→ RECORDS PROVIDED:
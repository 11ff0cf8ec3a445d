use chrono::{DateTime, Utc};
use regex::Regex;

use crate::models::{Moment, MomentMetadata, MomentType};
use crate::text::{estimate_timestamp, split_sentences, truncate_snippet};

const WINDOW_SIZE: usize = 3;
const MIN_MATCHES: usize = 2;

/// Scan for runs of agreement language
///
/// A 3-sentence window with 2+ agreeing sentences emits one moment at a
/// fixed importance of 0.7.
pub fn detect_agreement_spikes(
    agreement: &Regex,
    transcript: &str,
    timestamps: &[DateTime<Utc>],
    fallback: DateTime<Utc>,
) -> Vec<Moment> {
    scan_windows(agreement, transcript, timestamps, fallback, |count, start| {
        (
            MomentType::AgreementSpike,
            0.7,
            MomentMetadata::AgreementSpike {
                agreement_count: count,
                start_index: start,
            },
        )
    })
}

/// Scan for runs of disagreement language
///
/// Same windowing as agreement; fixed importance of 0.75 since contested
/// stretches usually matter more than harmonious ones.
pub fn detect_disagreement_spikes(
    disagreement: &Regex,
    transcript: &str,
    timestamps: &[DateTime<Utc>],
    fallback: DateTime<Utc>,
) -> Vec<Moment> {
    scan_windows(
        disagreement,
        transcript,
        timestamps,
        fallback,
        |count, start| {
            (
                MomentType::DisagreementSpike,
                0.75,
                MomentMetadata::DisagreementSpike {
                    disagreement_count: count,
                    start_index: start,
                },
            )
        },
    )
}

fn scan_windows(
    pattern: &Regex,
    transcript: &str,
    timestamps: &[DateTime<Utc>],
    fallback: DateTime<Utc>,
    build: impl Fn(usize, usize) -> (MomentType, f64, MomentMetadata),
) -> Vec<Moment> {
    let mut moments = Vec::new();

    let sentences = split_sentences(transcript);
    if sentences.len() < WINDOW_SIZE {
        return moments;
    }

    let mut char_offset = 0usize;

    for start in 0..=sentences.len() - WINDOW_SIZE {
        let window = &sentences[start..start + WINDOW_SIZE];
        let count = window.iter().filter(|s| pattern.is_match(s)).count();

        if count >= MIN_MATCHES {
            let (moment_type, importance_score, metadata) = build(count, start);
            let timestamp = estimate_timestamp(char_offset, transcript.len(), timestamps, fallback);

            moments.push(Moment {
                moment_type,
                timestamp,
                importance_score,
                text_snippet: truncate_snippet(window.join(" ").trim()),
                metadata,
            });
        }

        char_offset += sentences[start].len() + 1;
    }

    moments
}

→ THE TASK: Reproduce verbatim the range of lines that opens the records and closes with the line containing "const MIN_MATCHES: usize = 2;". Omit everything after it.

→ OUTPUT OF THE TASK:
repository 11ff0cf8ec3a445d
use chrono::{DateTime, Utc};
use regex::Regex;

use crate::models::{Moment, MomentMetadata, MomentType};
use crate::text::{estimate_timestamp, split_sentences, truncate_snippet};

const WINDOW_SIZE: usize = 3;
const MIN_MATCHES: usize = 2;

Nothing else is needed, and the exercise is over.